TASK OBJECTIVE: Tally the lines below that contain the word "feature". Only the total should be given.

═════ PROVIDED ENTRIES ═════

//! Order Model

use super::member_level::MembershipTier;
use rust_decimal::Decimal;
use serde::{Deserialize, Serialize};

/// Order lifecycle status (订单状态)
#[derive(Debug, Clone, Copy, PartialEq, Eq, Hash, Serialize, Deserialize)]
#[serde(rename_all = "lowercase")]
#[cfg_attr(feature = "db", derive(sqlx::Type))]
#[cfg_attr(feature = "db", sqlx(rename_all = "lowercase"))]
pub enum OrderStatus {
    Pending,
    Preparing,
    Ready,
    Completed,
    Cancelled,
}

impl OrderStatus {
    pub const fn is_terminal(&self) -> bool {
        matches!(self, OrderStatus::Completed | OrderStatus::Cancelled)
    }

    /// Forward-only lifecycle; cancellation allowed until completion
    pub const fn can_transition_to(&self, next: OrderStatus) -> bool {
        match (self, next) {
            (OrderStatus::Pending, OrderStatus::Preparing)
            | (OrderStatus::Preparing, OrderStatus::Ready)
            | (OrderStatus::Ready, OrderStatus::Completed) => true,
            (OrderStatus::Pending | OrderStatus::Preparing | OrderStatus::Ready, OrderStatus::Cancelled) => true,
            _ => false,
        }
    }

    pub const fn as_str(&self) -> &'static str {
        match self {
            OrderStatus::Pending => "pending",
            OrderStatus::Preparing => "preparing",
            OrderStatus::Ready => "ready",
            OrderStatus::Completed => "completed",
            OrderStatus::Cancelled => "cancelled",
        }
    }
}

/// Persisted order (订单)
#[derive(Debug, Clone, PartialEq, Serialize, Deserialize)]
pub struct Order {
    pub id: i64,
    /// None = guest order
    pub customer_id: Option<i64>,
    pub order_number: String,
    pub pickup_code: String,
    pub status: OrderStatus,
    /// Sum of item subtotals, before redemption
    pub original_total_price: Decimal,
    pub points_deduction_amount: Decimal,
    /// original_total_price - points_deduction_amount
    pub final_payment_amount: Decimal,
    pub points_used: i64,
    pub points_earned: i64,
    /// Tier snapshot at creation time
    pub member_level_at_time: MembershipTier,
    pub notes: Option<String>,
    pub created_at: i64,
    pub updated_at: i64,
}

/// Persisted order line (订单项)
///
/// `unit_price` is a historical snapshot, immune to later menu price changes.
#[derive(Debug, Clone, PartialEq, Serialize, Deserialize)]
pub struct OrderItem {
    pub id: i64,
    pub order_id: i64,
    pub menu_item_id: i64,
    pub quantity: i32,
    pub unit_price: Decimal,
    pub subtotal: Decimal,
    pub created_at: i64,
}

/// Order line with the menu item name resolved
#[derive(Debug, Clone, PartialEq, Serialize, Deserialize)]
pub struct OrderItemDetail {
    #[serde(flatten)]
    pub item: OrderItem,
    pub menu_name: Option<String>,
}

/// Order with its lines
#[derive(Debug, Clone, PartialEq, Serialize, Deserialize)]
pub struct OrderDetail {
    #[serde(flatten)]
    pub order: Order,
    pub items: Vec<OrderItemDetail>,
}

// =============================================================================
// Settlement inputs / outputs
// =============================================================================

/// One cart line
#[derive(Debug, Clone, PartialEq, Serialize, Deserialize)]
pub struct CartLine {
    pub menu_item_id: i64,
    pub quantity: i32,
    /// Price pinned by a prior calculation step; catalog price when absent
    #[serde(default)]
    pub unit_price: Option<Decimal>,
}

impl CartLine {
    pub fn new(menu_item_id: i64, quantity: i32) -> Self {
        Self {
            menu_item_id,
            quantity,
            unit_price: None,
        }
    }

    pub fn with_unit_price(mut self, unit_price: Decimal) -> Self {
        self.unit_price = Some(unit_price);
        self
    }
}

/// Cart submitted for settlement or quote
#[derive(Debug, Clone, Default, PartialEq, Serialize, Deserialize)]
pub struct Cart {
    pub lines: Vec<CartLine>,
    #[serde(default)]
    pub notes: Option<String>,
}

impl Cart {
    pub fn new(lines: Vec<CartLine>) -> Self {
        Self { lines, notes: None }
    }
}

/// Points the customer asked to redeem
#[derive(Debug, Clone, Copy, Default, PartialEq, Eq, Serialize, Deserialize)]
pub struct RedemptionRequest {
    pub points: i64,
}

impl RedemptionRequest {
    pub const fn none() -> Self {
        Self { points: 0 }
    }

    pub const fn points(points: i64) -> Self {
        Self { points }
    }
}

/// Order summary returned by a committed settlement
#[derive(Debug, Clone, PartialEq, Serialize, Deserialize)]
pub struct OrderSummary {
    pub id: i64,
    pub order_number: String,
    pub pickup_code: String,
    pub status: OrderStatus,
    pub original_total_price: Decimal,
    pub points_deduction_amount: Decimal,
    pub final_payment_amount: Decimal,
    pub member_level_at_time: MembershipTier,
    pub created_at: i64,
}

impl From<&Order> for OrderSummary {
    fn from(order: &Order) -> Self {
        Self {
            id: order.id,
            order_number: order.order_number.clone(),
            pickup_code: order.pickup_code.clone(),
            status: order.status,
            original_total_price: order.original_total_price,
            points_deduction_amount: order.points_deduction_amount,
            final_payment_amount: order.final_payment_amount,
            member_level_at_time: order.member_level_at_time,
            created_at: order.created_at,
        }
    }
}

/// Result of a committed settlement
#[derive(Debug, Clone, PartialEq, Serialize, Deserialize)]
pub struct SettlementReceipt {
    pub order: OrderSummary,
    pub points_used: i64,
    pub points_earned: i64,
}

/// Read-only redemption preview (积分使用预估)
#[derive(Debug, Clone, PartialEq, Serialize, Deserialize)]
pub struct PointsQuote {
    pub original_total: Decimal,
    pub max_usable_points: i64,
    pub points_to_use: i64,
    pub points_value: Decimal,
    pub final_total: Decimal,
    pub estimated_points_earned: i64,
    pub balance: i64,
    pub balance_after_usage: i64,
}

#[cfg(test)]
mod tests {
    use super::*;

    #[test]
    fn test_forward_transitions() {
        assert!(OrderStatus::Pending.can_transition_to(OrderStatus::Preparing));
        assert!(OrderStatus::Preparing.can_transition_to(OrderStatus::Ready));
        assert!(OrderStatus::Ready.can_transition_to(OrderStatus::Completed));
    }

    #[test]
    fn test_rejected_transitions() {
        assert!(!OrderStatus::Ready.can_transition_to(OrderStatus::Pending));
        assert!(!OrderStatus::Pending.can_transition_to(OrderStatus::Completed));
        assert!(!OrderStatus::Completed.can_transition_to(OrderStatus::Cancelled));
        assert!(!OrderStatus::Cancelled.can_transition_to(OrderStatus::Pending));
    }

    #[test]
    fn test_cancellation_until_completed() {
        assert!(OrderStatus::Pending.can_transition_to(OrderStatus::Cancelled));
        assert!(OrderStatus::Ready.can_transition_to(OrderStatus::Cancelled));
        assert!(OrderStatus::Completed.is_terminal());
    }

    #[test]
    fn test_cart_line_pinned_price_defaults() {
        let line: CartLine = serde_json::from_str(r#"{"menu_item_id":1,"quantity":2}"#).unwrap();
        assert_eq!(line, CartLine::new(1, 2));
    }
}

═════
═════ PROVIDED ENTRIES ═════

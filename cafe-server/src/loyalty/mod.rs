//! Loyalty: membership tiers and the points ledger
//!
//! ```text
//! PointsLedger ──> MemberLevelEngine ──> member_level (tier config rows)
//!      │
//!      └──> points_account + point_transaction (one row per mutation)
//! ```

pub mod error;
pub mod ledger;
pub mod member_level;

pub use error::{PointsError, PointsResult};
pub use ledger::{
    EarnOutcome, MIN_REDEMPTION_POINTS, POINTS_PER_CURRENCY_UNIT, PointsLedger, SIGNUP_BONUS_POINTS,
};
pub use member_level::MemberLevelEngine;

═════

WRITTEN REPLY: 2